Mass Detention in LA-What's the deal with coverage?

As some of you may know, I’m in a job that requires me to read about five newspapers a day to stay conversant with current events. While I was checking the BBC News site the other day, I came upon this:

http://news.bbc.co.uk/2/hi/americas/2589317.stm

I of course was curious (well, appalled, mainly) about this story, so I checked the NY Times and Washington Post online editions.
The Times had a small article buried in the Nation section about the protest, then the Post had this today:

http://www.washingtonpost.com/wp-dyn/articles/A14820-2002Dec19.html

So why hasn’t this story popped bigger?
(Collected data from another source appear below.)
//! FHIR STU3 (3.0.x) shape registry

pub mod codes;
pub mod datatypes;
pub mod resources;

use crate::registry::StaticRegistry;
use crate::shape::ShapeDescriptor;
use crate::version::FhirVersion;
use datatypes::*;
use phf::phf_map;
use resources::*;

static SHAPES: phf::Map<&'static str, &'static ShapeDescriptor> = phf_map! {
    // Datatypes
    "Meta" => &META,
    "Narrative" => &NARRATIVE,
    "Coding" => &CODING,
    "CodeableConcept" => &CODEABLE_CONCEPT,
    "Identifier" => &IDENTIFIER,
    "Reference" => &REFERENCE,
    "Period" => &PERIOD,
    "Quantity" => &QUANTITY,
    "SimpleQuantity" => &SIMPLE_QUANTITY,
    "Age" => &AGE,
    "Count" => &COUNT,
    "Distance" => &DISTANCE,
    "Duration" => &DURATION,
    "Money" => &MONEY,
    "Range" => &RANGE,
    "Ratio" => &RATIO,
    "HumanName" => &HUMAN_NAME,
    "ContactPoint" => &CONTACT_POINT,
    "Address" => &ADDRESS,
    "Annotation" => &ANNOTATION,
    "Attachment" => &ATTACHMENT,

    // Resources
    "Patient" => &PATIENT,
    "Observation" => &OBSERVATION,
    "MedicationStatement" => &MEDICATION_STATEMENT,
    "Basic" => &BASIC,
    "Bundle" => &BUNDLE,

    // Backbone elements
    "Patient.contact" => &PATIENT_CONTACT,
    "Patient.animal" => &PATIENT_ANIMAL,
    "Patient.communication" => &PATIENT_COMMUNICATION,
    "Patient.link" => &PATIENT_LINK,
    "Observation.referenceRange" => &OBSERVATION_REFERENCE_RANGE,
    "Observation.related" => &OBSERVATION_RELATED,
    "Observation.component" => &OBSERVATION_COMPONENT,
    "Bundle.link" => &BUNDLE_LINK,
    "Bundle.entry" => &BUNDLE_ENTRY,
    "Bundle.entry.search" => &BUNDLE_ENTRY_SEARCH,
    "Bundle.entry.request" => &BUNDLE_ENTRY_REQUEST,
    "Bundle.entry.response" => &BUNDLE_ENTRY_RESPONSE,
};

pub static REGISTRY: StaticRegistry = StaticRegistry::new(FhirVersion::Stu3, &SHAPES, EXTENSION_VALUES);
//! FHIR JSON parsing and serialization.
//!
//! [`JsonCodec`] turns FHIR JSON documents into typed resource graphs and
//! back, following the JSON representation rules of HL7 FHIR:
//! - The root object names its shape in `resourceType`.
//! - Primitive metadata (`id`, `extension`) is carried in a `_field` sibling.
//! - Repeated primitives use aligned value and metadata arrays, with `null`
//!   marking the absent half at a position.
//! - Choice fields `value[x]` appear as exactly one `value<Type>` key.
//!
//! Shapes come from a [`tessera_context::ShapeRegistry`]; the codec itself
//! has no knowledge of concrete resources.
//!
//! # Example
//!
//! ```rust
//! use tessera_format::JsonCodec;
//! use tessera_context::FhirVersion;
//!
//! let codec = JsonCodec::for_version(FhirVersion::R4);
//! let input = r#"{"resourceType":"Patient","name":[{"given":["Peter",null],"_given":[null,{"id":"g2"}]}]}"#;
//!
//! let patient = codec.decode(input, Some("Patient")).unwrap();
//! assert_eq!(patient.resource_type(), "Patient");
//! assert_eq!(codec.encode(&patient), input);
//! ```

mod choice;
mod codec;
mod decode;
mod encode;
pub mod error;
pub mod options;
mod parallel;

pub use codec::JsonCodec;
pub use error::{Error, ErrorKind, Result};
pub use options::{FormatOptions, UnknownFieldPolicy};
Fallout from Lott’s decision? The Iraq declaration?

It’s gotten pretty good coverage on National Public Radio.

NPR has indeed been covering it.

But my understanding is that those being arrested are those who have committed some immigration offense like overstaying a visa or some such. Given that fact it’s going to be hard to work up a lot of public outrage over the incident. It’s a non-starter as a story.

Whether the larger issue of a new registration program for specific groups of foreign nationals is a worthy story is one only the public can decide. Frequently the stories that get traction surprise even the newsies (trust me on this one).
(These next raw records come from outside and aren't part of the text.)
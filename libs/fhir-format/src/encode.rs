//! Resource graph to JSON
//!
//! Encoding is total: every graph the decoder produces maps back to JSON, and
//! the field order of each node is kept. Primitive metadata is split into the
//! `_field` sibling, and lists of primitives into parallel arrays.

use crate::parallel;
use serde_json::{Map, Value as JsonValue};
use tessera_models::{Complex, Element, Extension, FieldValue, Resource, Value};

pub(crate) fn resource(resource: &Resource) -> JsonValue {
    let mut object = Map::new();
    object.insert(
        "resourceType".to_string(),
        JsonValue::from(resource.resource_type()),
    );
    write_fields(&mut object, &resource.fields);
    JsonValue::Object(object)
}

fn complex(value: &Complex) -> JsonValue {
    let mut object = Map::new();
    write_element(&mut object, &value.element);
    write_fields(&mut object, &value.fields);
    JsonValue::Object(object)
}

fn extension(extension: &Extension) -> JsonValue {
    let mut object = Map::new();
    write_element(&mut object, &extension.element);
    object.insert("url".to_string(), JsonValue::from(extension.url.as_str()));
    if let Some(choice) = &extension.value {
        write_single(&mut object, &choice.key("value"), &choice.value);
    }
    JsonValue::Object(object)
}

/// `_field` metadata object, or `None` for an empty element.
fn metadata(element: &Element) -> Option<JsonValue> {
    if element.is_empty() {
        return None;
    }
    let mut object = Map::new();
    write_element(&mut object, element);
    Some(JsonValue::Object(object))
}

fn write_element(object: &mut Map<String, JsonValue>, element: &Element) {
    if let Some(id) = &element.id {
        object.insert("id".to_string(), JsonValue::from(id.as_str()));
    }
    if !element.extension.is_empty() {
        let extensions = element.extension.iter().map(extension).collect();
        object.insert("extension".to_string(), JsonValue::Array(extensions));
    }
}

fn write_fields(object: &mut Map<String, JsonValue>, fields: &[(&'static str, FieldValue)]) {
    for (name, value) in fields {
        match value {
            FieldValue::Single(value) => write_single(object, name, value),
            FieldValue::Choice(choice) => write_single(object, &choice.key(name), &choice.value),
            FieldValue::List(items) => write_list(object, name, items),
        }
    }
}

fn write_single(object: &mut Map<String, JsonValue>, key: &str, value: &Value) {
    match value.primitive_parts() {
        Some((json, element)) => {
            if let Some(json) = json {
                object.insert(key.to_string(), json);
            }
            if let Some(meta) = metadata(element) {
                object.insert(format!("_{key}"), meta);
            }
        }
        None => {
            object.insert(key.to_string(), composite(value));
        }
    }
}

fn write_list(object: &mut Map<String, JsonValue>, key: &str, items: &[Value]) {
    if items.is_empty() {
        return;
    }
    if !items.iter().all(Value::is_primitive) {
        let values = items.iter().map(composite).collect();
        object.insert(key.to_string(), JsonValue::Array(values));
        return;
    }

    let (values, meta) = parallel::split(
        items
            .iter()
            .filter_map(Value::primitive_parts)
            .map(|(json, element)| (json, metadata(element))),
    );
    if let Some(values) = values {
        object.insert(key.to_string(), values);
    }
    if let Some(meta) = meta {
        object.insert(format!("_{key}"), meta);
    }
}

/// A list item that is not part of a parallel pair. Primitives mixed into
/// such a list keep their value only.
fn composite(value: &Value) -> JsonValue {
    match value {
        Value::Complex(c) => complex(c),
        Value::Extension(e) => extension(e),
        Value::Resource(r) => resource(r),
        primitive => primitive
            .primitive_parts()
            .and_then(|(json, _)| json)
            .unwrap_or(JsonValue::Null),
    }
}

#[cfg(test)]
mod tests {
    use super::*;
    use serde_json::json;
    use tessera_models::{Choice, Date, Primitive};

    fn string(s: &str) -> Value {
        Value::String(Primitive::new(s.to_string()))
    }

    #[test]
    fn test_primitive_metadata_goes_to_sibling() {
        let birth_date: Date = "1974-12-25".parse().unwrap();
        let patient = Resource::new("Patient").with_field(
            "birthDate",
            Value::Date(Primitive::new(birth_date).with_id("bd")),
        );
        assert_eq!(
            resource(&patient),
            json!({
                "resourceType": "Patient",
                "birthDate": "1974-12-25",
                "_birthDate": {"id": "bd"}
            })
        );
    }

    #[test]
    fn test_primitive_list_splits_into_parallel_arrays() {
        let given = vec![
            string("Peter"),
            Value::String(Primitive::from_parts(None, Element::with_id("g1")).unwrap()),
            string("James"),
        ];
        let name = Complex::new("HumanName").with_field("given", given);
        let patient = Resource::new("Patient").with_field("name", vec![Value::Complex(name)]);

        assert_eq!(
            resource(&patient)["name"][0],
            json!({
                "given": ["Peter", null, "James"],
                "_given": [null, {"id": "g1"}, null]
            })
        );
    }

    #[test]
    fn test_choice_and_extension_keys() {
        let reason = Extension::new(
            "http://example.org/reason",
            Choice::new("String", string("asked")),
        );
        let deceased = Choice::new("Boolean", Value::Boolean(Primitive::new(false)));
        let patient = Resource::new("Patient")
            .with_field("extension", vec![Value::Extension(reason)])
            .with_field("deceased", deceased);

        assert_eq!(
            resource(&patient),
            json!({
                "resourceType": "Patient",
                "extension": [{"url": "http://example.org/reason", "valueString": "asked"}],
                "deceasedBoolean": false
            })
        );
    }

    #[test]
    fn test_empty_lists_are_omitted() {
        let patient = Resource::new("Patient").with_field("name", Vec::<Value>::new());
        assert_eq!(resource(&patient), json!({"resourceType": "Patient"}));
    }
}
There was indeed a much bigger deal in non-U.S. new sources.

I was surprised that there was so little coverage in North America, but as Jonathan pointed out a lot of it has to do with bureacratic paper work (Visas that were not properly renewed etc.) It’s usually ugly paperwork.

I hope people keep an eye on it though. Just in case…
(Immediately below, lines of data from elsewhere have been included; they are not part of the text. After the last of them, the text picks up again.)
//! Vital-bracelet-ruleset strategies

use crate::rulesets::{LifetimeRecord, PowerCalculator, TraitedEggPolicy};

/// Bracelet pets weight their star rating heavily: each star is worth 16
/// power on top of the base
pub struct VbPower;

impl PowerCalculator for VbPower {
    fn power(&self, base: u32, star: u32, _level: u32) -> u32 {
        base + star * 16
    }
}

/// Bracelet lines pass on when the pet died with a nearly full vital
/// gauge
pub struct VbTraitedEgg;

impl TraitedEggPolicy for VbTraitedEgg {
    fn eligible(&self, record: &LifetimeRecord) -> bool {
        record.vital_values >= 8000
    }
}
Take a look at some of the stuff in the current GD thread (sorry, I can’t link, my browser is misbehaving) titled something like "Why should I not be disgusted with my government?). If some kind soul could link for me, I’d be very grateful.

In many cases, these are very minor violations, such as failure to notify the INS of moving within 10 days, a requirements that’s been on the books since WWII, but hasn’t been enforced in several decades. The immigration law firm I work for had 2 clients arrested and put in deportation proceedings this week for failure to register, althoughthey were OUT OF THE FRIGGIN’ COUNTRY during the registration period and had no other violations!

Frankly, right now INS has literally millions of unadjudicated applications on file at any given moment, and many, many thousands of unrecorded address changes sittiing in mailrooms around the country, because they lack the manpower to process/enter them. I haven’t seen any stats (and the feds sure aren’t releasiing any right now) on how many people have been registered and/or detained, let alone the reasons why they were detained, but I’d wager a good chunk of those detained are out of status because the INS filings that would put them in status (a marriage-based green card application, for example) take way too long (2+ years in some cases) to be processed.

This is insane. I’m terrified to speculate why coverage has been so minimal.

Eva Luna, Immigration Paralegal

Check the Los Angeles Times.

It was Homepage news on Yahoo! I thought about making a thread on it, but decided against it.